--- Exercise ---
The task calls for each line of the records below in which the word "text" appears.

[Records excerpted from a collection]
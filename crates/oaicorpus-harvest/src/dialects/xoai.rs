//! xOAI reader: a recursive element tree. Under the `dc` container each
//! level narrows the field: element name, then optionally a qualifier,
//! then optionally a language bucket (`en`, `de`, `en_US`, `none`),
//! with the value in a leaf `<field name="value">`.

use oaicorpus_core::{FieldMap, RawField};
use serde::Deserialize;

use super::MetadataContainer;

#[derive(Debug, Deserialize)]
pub(crate) struct XoaiMetadata {
    #[serde(rename = "metadata", alias = "xoai:metadata")]
    inner: Option<XoaiContainer>,
}

#[derive(Debug, Deserialize)]
struct XoaiContainer {
    #[serde(rename = "element", default)]
    elements: Vec<XoaiElement>,
}

#[derive(Debug, Deserialize)]
struct XoaiElement {
    #[serde(rename = "@name")]
    name: String,
    #[serde(rename = "element", default)]
    children: Vec<XoaiElement>,
    #[serde(rename = "field", default)]
    fields: Vec<XoaiField>,
}

#[derive(Debug, Deserialize)]
struct XoaiField {
    #[serde(rename = "@name")]
    name: Option<String>,
    #[serde(rename = "$text")]
    text: Option<String>,
}

/// Language tag of an innermost bucket. `none` means untagged; locale
/// spellings like `en_US` collapse to their primary subtag. Only the
/// innermost level of the tree is a language bucket; qualifier names
/// such as `ddc` always carry a bucket below them, so the shape of the
/// tree, not the name, decides what a level means.
fn bucket_language(name: &str) -> Option<String> {
    if name == "none" {
        return None;
    }
    let primary = name.split('_').next().unwrap_or(name);
    Some(primary.to_ascii_lowercase())
}

fn push_values(
    fields: &mut FieldMap,
    element: &str,
    qualifier: Option<&str>,
    language: Option<&str>,
    leaves: &[XoaiField],
) {
    for leaf in leaves {
        if leaf.name.as_deref() != Some("value") {
            continue;
        }
        let Some(text) = leaf.text.as_deref().filter(|t| !t.trim().is_empty()) else {
            continue;
        };
        fields
            .entry(element.to_string())
            .or_default()
            .push(RawField::new(
                element,
                qualifier.map(str::to_string),
                language.map(str::to_string),
                text,
            ));
    }
}

fn walk_field_element(fields: &mut FieldMap, element: &XoaiElement) {
    push_values(fields, &element.name, None, None, &element.fields);
    for child in &element.children {
        if child.children.is_empty() {
            // Innermost level directly under the element: language bucket.
            let language = bucket_language(&child.name);
            push_values(fields, &element.name, None, language.as_deref(), &child.fields);
        } else {
            // Qualifier level with language buckets below.
            push_values(fields, &element.name, Some(&child.name), None, &child.fields);
            for grandchild in &child.children {
                let language = bucket_language(&grandchild.name);
                push_values(
                    fields,
                    &element.name,
                    Some(&child.name),
                    language.as_deref(),
                    &grandchild.fields,
                );
            }
        }
    }
}

impl MetadataContainer for XoaiMetadata {
    fn into_fields(self) -> Option<FieldMap> {
        let container = self.inner?;
        let dc = container.elements.into_iter().find(|e| e.name == "dc")?;
        let mut fields = FieldMap::new();
        for element in &dc.children {
            walk_field_element(&mut fields, element);
        }
        Some(fields)
    }
}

--- Solution ---
    #[serde(rename = "$text")]
    text: Option<String>,
        let Some(text) = leaf.text.as_deref().filter(|t| !t.trim().is_empty()) else {
                text,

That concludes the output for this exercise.